**Data for processing:**
____________

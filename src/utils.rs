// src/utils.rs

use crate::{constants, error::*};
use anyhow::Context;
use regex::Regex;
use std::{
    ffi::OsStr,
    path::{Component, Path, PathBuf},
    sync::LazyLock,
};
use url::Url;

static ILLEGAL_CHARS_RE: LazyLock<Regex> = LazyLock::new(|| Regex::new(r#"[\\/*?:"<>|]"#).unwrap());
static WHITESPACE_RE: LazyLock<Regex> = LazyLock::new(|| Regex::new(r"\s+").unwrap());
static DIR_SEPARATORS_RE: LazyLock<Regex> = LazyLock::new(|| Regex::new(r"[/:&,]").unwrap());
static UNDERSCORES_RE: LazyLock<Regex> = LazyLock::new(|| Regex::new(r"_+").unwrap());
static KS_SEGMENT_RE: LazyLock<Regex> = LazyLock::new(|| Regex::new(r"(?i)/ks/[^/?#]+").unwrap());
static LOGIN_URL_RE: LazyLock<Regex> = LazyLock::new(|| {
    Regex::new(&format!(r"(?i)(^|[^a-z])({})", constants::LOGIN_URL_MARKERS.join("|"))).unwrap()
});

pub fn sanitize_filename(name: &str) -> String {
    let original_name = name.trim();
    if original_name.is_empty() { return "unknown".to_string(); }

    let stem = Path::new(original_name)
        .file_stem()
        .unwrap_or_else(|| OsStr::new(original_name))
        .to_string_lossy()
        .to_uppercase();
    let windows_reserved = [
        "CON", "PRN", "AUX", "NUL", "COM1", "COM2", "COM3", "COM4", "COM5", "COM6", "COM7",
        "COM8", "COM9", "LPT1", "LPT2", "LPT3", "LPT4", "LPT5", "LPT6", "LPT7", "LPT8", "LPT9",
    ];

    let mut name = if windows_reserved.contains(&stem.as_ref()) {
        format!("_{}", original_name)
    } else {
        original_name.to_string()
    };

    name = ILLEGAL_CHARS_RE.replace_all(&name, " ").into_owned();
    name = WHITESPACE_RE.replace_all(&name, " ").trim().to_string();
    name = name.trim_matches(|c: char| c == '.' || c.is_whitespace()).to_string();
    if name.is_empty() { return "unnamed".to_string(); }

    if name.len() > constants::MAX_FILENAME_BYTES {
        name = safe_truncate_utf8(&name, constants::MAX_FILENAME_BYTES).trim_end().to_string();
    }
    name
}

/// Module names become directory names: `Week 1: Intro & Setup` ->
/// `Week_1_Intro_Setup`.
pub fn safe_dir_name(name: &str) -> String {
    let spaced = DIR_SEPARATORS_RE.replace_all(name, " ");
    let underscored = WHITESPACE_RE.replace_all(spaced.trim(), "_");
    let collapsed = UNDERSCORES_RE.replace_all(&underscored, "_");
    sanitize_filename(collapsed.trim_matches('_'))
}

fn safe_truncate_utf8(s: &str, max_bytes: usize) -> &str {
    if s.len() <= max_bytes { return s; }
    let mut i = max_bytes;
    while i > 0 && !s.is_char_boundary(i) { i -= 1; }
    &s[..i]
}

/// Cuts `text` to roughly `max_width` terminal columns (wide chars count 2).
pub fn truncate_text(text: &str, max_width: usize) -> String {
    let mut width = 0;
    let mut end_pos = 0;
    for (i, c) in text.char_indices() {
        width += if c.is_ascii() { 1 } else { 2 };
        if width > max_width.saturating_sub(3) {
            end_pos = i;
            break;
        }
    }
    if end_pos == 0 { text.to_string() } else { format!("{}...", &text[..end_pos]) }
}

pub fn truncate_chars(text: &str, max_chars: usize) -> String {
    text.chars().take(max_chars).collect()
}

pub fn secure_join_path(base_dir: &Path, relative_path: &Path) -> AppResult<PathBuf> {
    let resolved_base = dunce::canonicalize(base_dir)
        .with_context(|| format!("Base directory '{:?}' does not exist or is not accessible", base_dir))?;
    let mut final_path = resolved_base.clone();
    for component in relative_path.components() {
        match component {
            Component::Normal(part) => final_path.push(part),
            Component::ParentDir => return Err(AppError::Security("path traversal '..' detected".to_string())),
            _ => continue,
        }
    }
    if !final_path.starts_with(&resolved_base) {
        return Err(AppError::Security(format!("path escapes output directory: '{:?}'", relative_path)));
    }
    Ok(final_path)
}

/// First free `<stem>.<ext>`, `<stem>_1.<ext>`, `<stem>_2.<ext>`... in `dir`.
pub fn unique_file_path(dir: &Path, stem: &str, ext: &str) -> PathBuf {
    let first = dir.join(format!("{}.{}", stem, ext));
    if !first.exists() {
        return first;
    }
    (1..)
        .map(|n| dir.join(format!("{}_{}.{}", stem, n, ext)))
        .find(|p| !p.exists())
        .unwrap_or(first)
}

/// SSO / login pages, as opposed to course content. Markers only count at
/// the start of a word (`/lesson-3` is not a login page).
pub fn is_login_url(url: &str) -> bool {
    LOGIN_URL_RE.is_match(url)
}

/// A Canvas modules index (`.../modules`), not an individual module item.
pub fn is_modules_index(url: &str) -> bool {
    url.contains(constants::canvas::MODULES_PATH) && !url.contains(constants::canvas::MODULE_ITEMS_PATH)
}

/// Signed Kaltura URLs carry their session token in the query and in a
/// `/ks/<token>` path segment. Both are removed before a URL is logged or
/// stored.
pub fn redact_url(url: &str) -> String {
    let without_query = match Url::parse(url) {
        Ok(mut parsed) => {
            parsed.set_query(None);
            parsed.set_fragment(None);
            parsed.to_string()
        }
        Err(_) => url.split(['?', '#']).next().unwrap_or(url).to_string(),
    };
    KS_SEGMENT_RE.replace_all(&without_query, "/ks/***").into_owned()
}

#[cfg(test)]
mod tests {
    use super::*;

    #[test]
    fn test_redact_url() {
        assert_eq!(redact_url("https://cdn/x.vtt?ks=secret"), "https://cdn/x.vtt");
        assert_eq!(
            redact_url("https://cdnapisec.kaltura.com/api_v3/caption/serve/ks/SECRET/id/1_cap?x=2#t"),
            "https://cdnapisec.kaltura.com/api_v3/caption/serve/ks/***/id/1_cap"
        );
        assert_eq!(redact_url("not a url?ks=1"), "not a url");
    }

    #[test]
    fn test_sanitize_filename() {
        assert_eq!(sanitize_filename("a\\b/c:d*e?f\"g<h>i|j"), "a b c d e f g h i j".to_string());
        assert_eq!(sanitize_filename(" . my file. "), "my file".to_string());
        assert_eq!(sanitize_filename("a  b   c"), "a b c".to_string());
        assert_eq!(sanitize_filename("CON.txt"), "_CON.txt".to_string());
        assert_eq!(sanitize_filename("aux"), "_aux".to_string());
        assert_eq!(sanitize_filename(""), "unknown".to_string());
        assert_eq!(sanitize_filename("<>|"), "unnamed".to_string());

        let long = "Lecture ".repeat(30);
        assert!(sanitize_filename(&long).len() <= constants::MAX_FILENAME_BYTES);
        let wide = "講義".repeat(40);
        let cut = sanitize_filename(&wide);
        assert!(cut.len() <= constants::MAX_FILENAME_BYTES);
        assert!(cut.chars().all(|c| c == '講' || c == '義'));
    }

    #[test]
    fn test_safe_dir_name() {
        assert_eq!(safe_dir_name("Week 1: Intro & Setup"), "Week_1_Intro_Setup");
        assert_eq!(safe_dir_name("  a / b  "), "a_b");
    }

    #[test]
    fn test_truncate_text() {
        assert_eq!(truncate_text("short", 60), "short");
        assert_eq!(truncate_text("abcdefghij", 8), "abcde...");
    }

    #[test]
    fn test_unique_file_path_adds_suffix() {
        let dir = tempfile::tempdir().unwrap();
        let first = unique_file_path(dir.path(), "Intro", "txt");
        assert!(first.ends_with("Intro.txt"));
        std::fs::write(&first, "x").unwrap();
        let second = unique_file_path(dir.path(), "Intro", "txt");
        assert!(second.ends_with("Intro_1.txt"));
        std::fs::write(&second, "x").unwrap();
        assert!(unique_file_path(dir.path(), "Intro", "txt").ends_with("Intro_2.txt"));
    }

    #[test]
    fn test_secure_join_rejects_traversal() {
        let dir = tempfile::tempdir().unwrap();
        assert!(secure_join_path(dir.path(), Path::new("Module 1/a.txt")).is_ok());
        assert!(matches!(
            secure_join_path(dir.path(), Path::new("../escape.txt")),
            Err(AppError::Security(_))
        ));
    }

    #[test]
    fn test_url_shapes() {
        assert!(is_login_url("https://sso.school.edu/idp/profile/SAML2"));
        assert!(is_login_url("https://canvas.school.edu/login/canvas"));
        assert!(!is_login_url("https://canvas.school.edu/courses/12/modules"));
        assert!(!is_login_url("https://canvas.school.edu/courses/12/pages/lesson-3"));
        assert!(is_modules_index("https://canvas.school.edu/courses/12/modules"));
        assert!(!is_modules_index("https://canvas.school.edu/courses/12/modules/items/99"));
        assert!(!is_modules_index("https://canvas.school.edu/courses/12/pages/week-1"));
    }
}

____________

**Work instructions:**
When the line with "pub fn safe_dir_name(name: &str)" is reached in the data above, start copying there, and copy each line exactly until the line with "return first;" has been copied; copy nothing else.

**Exercise response:**
pub fn safe_dir_name(name: &str) -> String {
    let spaced = DIR_SEPARATORS_RE.replace_all(name, " ");
    let underscored = WHITESPACE_RE.replace_all(spaced.trim(), "_");
    let collapsed = UNDERSCORES_RE.replace_all(&underscored, "_");
    sanitize_filename(collapsed.trim_matches('_'))
}

fn safe_truncate_utf8(s: &str, max_bytes: usize) -> &str {
    if s.len() <= max_bytes { return s; }
    let mut i = max_bytes;
    while i > 0 && !s.is_char_boundary(i) { i -= 1; }
    &s[..i]
}

/// Cuts `text` to roughly `max_width` terminal columns (wide chars count 2).
pub fn truncate_text(text: &str, max_width: usize) -> String {
    let mut width = 0;
    let mut end_pos = 0;
    for (i, c) in text.char_indices() {
        width += if c.is_ascii() { 1 } else { 2 };
        if width > max_width.saturating_sub(3) {
            end_pos = i;
            break;
        }
    }
    if end_pos == 0 { text.to_string() } else { format!("{}...", &text[..end_pos]) }
}

pub fn truncate_chars(text: &str, max_chars: usize) -> String {
    text.chars().take(max_chars).collect()
}

pub fn secure_join_path(base_dir: &Path, relative_path: &Path) -> AppResult<PathBuf> {
    let resolved_base = dunce::canonicalize(base_dir)
        .with_context(|| format!("Base directory '{:?}' does not exist or is not accessible", base_dir))?;
    let mut final_path = resolved_base.clone();
    for component in relative_path.components() {
        match component {
            Component::Normal(part) => final_path.push(part),
            Component::ParentDir => return Err(AppError::Security("path traversal '..' detected".to_string())),
            _ => continue,
        }
    }
    if !final_path.starts_with(&resolved_base) {
        return Err(AppError::Security(format!("path escapes output directory: '{:?}'", relative_path)));
    }
    Ok(final_path)
}

/// First free `<stem>.<ext>`, `<stem>_1.<ext>`, `<stem>_2.<ext>`... in `dir`.
pub fn unique_file_path(dir: &Path, stem: &str, ext: &str) -> PathBuf {
    let first = dir.join(format!("{}.{}", stem, ext));
    if !first.exists() {
        return first;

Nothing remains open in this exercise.